═══ Supplied material ═══

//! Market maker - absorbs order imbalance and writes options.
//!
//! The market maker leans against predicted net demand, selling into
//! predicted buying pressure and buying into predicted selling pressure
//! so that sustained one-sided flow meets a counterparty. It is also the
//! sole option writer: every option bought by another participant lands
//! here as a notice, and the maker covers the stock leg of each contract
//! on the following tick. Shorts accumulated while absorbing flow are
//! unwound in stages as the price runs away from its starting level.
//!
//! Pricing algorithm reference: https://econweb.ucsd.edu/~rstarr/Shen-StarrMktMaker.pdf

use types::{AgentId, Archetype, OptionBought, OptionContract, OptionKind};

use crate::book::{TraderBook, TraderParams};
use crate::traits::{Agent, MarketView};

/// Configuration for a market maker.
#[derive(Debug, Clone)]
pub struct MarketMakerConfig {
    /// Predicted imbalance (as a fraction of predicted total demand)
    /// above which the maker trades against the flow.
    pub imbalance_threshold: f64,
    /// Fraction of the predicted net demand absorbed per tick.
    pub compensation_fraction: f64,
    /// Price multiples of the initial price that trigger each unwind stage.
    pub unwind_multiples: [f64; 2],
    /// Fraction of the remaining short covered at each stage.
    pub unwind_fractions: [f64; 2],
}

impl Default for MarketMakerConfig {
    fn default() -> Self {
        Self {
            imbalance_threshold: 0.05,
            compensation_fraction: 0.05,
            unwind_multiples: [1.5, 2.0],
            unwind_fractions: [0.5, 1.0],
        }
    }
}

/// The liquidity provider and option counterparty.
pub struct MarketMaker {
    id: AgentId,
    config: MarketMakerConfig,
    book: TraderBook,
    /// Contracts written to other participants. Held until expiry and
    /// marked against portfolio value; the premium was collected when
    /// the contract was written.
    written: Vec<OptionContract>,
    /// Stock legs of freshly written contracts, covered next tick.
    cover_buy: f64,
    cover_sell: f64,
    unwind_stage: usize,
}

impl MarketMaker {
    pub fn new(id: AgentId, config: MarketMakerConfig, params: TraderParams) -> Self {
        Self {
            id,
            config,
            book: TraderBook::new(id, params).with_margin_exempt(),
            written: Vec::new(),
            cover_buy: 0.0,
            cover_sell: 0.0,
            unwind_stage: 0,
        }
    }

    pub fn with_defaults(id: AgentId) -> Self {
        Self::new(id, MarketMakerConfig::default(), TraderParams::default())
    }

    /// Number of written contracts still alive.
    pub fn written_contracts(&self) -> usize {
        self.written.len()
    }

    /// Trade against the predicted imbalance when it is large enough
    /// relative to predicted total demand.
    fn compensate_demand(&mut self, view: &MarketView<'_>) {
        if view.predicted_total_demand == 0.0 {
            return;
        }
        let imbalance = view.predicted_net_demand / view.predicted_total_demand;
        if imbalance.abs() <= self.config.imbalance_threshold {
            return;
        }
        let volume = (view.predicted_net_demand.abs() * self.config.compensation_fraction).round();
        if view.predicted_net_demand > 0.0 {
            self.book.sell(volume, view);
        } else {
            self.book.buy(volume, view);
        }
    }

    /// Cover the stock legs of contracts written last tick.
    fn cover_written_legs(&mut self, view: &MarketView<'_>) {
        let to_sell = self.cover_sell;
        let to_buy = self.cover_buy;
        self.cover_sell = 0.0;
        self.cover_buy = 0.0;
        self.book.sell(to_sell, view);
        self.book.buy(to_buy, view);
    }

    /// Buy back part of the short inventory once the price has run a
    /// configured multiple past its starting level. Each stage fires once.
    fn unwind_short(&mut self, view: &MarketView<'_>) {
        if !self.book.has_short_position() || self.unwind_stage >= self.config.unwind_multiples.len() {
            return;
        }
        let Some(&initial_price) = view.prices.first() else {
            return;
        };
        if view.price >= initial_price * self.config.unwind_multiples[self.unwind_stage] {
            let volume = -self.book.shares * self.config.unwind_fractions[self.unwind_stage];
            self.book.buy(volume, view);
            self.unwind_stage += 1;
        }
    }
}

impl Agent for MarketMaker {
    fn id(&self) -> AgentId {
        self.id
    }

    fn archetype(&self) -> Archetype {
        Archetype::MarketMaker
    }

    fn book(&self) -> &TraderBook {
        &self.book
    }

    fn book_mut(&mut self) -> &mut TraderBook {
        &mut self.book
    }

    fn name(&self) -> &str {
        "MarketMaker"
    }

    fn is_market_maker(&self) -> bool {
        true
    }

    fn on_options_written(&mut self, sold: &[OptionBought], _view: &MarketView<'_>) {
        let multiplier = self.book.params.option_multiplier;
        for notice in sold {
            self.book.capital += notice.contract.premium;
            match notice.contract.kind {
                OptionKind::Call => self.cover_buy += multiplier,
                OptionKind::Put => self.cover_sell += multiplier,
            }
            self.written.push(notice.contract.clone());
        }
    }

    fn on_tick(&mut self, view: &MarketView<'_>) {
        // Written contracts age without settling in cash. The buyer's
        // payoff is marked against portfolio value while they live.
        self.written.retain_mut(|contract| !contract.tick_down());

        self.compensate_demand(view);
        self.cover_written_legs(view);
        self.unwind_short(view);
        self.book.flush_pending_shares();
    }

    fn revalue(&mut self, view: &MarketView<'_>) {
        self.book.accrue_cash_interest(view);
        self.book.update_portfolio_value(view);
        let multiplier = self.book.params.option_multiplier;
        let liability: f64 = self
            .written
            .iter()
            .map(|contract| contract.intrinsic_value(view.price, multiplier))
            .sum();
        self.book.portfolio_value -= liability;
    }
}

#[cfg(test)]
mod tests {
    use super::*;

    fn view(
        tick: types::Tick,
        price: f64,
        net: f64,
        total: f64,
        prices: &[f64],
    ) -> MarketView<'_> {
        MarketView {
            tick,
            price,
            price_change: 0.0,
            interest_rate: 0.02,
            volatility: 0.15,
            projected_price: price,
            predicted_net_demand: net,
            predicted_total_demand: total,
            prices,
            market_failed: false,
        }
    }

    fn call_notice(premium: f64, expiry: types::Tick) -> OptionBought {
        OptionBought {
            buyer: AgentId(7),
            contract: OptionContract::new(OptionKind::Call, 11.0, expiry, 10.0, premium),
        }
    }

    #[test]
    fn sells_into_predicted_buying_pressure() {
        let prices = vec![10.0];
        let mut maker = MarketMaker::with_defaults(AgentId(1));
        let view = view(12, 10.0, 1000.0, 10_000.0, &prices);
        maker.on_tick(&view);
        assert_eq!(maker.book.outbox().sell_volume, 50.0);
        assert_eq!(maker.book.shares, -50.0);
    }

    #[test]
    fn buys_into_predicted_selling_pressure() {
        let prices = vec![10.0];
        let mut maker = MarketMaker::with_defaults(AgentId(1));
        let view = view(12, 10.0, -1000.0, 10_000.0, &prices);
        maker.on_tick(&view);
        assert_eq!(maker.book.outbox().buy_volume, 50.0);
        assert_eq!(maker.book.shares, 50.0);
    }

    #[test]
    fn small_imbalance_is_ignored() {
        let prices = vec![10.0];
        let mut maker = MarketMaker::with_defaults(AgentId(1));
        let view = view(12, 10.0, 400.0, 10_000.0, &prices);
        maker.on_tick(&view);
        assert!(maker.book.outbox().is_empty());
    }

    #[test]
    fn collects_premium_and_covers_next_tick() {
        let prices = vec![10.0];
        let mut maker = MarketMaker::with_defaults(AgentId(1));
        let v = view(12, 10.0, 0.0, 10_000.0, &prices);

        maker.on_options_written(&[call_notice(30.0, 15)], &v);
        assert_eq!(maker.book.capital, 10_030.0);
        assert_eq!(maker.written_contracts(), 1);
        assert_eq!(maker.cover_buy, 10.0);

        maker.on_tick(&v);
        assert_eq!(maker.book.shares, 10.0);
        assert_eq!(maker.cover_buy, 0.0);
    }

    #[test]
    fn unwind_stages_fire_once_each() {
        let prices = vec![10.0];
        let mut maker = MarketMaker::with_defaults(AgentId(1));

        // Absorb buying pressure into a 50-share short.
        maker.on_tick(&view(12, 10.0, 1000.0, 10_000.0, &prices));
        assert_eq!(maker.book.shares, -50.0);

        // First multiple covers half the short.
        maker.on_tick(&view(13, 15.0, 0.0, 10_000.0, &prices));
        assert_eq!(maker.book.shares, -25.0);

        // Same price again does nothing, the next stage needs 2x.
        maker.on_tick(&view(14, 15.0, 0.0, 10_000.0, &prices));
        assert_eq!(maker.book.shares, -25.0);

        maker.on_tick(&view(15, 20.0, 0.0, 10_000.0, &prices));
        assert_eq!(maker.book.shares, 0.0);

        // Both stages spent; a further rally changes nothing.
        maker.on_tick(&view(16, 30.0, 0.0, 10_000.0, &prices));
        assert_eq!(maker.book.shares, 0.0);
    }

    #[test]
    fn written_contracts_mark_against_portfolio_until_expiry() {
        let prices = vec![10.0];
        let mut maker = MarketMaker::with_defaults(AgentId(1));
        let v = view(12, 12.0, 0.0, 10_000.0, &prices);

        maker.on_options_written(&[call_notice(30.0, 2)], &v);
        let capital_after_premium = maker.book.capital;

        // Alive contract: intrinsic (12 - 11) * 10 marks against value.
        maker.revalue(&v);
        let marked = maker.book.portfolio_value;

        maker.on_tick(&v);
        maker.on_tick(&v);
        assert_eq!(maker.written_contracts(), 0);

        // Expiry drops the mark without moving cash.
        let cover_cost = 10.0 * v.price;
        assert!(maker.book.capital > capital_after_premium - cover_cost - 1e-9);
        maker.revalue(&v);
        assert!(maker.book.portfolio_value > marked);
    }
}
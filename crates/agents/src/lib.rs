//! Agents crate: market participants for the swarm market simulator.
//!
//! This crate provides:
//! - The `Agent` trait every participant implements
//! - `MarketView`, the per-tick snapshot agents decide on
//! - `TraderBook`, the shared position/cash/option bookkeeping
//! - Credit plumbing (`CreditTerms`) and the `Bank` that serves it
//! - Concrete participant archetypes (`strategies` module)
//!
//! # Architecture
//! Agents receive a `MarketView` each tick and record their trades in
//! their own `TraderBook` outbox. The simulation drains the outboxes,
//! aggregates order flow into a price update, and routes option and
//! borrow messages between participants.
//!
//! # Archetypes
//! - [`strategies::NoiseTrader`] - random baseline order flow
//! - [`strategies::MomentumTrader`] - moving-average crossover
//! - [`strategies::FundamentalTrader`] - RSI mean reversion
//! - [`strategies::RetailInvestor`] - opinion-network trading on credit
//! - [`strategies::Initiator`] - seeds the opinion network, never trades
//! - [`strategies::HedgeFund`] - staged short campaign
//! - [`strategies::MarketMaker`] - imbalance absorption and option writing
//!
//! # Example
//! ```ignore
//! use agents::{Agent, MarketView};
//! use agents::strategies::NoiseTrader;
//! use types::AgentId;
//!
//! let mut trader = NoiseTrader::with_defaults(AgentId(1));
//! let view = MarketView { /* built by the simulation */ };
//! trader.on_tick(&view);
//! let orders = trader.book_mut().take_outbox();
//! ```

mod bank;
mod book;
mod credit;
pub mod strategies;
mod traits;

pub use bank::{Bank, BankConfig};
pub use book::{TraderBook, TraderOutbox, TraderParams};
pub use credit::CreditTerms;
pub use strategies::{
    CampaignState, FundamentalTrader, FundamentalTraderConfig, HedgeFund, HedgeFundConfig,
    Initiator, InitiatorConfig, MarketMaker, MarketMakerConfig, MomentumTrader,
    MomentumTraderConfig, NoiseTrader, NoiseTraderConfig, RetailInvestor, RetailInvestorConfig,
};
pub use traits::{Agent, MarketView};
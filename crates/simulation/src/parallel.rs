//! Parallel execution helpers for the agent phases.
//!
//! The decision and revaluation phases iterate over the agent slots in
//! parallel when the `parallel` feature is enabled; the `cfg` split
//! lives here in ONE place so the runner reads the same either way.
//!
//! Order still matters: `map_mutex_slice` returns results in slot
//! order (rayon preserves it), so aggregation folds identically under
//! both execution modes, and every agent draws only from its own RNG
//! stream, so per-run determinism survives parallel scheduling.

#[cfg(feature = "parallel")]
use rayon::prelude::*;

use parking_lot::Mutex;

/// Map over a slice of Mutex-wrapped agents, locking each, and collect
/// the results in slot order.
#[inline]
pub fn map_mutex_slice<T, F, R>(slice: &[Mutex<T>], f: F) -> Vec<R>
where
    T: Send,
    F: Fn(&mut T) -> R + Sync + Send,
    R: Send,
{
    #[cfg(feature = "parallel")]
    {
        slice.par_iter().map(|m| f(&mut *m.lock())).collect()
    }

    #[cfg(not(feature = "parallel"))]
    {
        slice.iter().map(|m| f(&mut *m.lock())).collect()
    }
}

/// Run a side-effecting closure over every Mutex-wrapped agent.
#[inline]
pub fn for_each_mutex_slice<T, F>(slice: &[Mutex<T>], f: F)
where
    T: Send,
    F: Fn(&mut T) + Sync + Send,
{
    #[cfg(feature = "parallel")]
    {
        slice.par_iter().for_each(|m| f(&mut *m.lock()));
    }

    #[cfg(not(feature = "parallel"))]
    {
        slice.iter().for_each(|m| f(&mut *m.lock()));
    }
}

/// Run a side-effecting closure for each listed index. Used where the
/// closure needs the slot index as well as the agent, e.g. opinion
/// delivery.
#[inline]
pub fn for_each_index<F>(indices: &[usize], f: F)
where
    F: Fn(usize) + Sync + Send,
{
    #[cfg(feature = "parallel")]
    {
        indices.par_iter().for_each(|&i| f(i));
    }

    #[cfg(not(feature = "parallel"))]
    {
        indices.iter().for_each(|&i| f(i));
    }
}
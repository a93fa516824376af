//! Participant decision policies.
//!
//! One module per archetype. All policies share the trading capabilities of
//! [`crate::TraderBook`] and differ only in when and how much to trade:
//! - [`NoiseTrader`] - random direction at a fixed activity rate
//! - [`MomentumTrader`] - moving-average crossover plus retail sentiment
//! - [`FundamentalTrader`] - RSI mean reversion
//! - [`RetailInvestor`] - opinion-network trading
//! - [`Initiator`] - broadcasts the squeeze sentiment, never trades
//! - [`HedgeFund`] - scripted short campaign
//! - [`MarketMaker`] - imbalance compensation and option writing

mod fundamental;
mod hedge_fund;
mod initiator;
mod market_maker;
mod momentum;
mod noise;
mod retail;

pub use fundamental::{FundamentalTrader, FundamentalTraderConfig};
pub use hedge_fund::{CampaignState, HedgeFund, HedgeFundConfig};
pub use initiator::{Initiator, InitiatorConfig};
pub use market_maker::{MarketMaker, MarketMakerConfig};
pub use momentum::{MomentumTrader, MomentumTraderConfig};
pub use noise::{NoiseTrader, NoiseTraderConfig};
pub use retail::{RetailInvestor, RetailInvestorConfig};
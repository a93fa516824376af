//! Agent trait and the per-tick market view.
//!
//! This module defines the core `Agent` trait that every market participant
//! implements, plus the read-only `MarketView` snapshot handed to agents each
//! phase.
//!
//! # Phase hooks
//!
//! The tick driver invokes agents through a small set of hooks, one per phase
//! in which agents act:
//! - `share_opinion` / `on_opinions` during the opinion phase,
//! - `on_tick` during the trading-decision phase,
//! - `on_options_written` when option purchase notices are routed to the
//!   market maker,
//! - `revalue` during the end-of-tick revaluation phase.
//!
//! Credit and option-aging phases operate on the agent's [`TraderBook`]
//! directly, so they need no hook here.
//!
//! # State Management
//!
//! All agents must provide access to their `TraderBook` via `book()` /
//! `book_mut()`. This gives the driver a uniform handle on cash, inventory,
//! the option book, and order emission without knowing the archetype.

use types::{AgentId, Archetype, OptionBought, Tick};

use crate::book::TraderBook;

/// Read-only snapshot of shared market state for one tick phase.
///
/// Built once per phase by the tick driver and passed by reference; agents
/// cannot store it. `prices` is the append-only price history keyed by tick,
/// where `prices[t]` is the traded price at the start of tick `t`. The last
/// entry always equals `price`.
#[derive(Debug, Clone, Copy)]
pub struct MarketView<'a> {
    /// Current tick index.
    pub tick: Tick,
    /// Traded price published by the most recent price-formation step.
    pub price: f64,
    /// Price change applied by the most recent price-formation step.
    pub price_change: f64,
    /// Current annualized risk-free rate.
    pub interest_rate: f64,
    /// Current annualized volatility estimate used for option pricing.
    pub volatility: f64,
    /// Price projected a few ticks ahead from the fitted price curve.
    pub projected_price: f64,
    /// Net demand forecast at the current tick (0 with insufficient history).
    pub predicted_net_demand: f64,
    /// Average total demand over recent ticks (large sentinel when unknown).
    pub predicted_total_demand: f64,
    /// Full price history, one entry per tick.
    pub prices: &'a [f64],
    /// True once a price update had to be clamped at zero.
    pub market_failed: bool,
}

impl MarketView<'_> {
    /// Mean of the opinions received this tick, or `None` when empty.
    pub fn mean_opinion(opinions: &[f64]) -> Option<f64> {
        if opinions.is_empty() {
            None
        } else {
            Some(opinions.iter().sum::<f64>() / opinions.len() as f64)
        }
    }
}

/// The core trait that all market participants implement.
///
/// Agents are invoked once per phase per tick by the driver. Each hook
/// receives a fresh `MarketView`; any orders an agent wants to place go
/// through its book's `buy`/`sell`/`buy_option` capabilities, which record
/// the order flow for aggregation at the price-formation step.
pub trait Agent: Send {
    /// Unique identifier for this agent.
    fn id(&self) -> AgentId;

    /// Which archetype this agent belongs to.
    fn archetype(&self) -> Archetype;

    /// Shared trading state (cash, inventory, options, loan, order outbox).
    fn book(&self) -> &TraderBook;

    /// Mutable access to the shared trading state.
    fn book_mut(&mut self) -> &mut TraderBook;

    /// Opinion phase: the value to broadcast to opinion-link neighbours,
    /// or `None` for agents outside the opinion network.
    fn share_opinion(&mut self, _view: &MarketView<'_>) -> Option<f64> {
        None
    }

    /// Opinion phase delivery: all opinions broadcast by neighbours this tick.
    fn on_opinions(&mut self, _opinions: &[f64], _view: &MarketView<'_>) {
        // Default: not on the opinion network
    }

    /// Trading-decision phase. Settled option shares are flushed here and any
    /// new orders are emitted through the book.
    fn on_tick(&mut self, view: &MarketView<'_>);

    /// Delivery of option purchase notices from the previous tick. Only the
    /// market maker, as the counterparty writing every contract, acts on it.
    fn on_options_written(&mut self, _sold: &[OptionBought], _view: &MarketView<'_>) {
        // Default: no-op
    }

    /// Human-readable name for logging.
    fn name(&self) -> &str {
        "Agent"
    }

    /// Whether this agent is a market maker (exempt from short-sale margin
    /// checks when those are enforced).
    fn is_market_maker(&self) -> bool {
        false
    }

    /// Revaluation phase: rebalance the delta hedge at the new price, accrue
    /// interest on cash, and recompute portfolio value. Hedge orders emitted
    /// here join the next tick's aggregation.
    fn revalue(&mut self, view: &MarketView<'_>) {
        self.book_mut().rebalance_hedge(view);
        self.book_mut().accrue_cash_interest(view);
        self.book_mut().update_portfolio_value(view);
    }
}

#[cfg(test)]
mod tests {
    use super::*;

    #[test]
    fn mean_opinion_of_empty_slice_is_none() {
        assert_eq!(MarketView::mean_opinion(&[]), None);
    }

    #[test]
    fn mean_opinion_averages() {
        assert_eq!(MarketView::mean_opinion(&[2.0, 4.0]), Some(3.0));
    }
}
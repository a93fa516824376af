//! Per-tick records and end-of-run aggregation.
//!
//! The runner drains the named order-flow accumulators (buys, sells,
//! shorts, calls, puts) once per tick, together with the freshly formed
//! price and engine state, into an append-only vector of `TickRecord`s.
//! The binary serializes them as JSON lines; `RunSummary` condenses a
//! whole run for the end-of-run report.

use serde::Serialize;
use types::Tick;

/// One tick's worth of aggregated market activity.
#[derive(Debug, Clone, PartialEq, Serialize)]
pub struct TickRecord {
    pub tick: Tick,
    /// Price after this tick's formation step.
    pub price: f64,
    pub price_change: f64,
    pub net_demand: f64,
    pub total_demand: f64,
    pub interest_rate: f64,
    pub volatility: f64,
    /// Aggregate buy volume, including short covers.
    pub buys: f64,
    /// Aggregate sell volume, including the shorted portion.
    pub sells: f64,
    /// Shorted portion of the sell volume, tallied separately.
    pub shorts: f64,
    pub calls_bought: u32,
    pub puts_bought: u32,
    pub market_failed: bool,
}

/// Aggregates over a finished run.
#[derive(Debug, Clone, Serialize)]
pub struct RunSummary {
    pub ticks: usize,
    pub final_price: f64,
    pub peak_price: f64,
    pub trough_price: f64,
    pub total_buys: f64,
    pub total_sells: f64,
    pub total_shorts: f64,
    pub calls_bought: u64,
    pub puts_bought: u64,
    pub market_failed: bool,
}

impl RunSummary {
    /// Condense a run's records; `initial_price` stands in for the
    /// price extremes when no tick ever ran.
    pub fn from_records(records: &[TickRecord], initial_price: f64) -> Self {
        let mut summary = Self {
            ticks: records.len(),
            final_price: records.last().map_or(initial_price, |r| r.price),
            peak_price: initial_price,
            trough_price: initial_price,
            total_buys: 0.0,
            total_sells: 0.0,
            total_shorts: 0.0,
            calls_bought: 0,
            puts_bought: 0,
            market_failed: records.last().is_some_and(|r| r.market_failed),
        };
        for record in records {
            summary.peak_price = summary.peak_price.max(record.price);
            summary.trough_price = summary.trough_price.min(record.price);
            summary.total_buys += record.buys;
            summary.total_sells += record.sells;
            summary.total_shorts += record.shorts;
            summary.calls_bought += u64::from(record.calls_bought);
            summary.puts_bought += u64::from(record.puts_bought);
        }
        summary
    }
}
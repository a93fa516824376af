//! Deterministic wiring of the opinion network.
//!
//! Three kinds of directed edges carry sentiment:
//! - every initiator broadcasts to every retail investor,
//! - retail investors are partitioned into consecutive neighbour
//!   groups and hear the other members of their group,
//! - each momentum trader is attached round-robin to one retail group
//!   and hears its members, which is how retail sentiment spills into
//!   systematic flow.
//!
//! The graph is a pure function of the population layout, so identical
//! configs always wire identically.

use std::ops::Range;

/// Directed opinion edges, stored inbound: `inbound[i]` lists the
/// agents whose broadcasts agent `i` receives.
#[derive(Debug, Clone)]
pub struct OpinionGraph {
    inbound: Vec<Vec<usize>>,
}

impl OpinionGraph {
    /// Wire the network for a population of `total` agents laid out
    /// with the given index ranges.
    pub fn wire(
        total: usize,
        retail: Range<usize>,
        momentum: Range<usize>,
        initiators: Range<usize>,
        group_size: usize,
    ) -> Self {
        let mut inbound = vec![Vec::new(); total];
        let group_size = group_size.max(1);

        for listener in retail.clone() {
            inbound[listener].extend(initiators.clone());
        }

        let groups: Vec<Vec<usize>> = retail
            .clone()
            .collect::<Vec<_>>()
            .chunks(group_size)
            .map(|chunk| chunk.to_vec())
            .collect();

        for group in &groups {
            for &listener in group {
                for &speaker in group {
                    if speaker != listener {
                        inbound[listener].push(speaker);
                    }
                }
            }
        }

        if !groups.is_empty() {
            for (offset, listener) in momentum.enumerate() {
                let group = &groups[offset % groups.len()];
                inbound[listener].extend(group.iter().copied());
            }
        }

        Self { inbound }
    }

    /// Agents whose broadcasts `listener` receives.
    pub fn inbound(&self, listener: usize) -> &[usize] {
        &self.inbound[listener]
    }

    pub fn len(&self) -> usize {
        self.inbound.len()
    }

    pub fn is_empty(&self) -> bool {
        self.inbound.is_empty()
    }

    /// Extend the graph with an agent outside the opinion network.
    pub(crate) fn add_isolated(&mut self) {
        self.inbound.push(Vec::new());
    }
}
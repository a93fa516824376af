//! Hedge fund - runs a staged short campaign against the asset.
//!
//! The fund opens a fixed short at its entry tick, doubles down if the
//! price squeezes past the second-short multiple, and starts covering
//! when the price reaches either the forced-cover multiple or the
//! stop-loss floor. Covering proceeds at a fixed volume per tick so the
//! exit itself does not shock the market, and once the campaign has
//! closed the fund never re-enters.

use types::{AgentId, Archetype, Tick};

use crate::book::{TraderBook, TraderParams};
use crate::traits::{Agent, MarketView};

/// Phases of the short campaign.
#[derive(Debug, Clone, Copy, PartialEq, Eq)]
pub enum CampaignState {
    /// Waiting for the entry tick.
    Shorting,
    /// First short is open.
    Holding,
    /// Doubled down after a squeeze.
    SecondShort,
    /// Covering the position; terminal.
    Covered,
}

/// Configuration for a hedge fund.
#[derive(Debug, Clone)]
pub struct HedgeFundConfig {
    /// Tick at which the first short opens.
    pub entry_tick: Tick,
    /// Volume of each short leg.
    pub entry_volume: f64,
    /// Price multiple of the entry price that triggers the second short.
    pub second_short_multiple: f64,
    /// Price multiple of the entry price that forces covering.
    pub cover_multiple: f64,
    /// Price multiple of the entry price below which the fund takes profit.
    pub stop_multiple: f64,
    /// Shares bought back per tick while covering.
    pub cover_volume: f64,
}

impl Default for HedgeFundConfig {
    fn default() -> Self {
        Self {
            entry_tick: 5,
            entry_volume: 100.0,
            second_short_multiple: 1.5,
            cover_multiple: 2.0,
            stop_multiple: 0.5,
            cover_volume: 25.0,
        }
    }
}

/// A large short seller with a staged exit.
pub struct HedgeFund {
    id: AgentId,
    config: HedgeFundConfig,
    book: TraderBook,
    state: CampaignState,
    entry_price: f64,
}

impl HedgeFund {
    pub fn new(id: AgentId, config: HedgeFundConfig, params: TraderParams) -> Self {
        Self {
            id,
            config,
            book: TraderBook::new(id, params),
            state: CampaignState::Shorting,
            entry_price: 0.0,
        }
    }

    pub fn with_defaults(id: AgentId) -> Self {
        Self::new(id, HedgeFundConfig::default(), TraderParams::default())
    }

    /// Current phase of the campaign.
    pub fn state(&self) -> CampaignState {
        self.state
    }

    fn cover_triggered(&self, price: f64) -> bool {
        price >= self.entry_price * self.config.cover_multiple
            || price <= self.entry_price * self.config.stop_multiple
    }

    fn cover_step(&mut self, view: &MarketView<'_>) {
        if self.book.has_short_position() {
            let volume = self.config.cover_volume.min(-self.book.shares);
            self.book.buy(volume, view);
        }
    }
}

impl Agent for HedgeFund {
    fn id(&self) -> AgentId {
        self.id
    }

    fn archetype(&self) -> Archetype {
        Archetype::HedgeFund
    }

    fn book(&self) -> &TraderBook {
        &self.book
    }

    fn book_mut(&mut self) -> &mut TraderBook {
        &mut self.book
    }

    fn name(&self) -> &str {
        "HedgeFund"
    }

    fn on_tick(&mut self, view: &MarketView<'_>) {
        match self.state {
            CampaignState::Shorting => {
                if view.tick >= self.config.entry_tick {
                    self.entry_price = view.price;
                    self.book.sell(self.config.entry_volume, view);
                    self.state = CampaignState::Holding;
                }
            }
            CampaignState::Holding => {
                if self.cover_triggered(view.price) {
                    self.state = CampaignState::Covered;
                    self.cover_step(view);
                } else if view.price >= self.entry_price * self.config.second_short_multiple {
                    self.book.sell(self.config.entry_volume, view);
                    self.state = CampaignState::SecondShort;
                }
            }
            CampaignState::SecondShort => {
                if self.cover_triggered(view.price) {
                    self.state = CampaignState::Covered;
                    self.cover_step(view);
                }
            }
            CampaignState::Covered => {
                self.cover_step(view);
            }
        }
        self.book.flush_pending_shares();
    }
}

═══

Among the records above, find each line holding the string "random" and pull it out.

//! - [`strategies::NoiseTrader`] - random baseline order flow
//! - [`NoiseTrader`] - random direction at a fixed activity rate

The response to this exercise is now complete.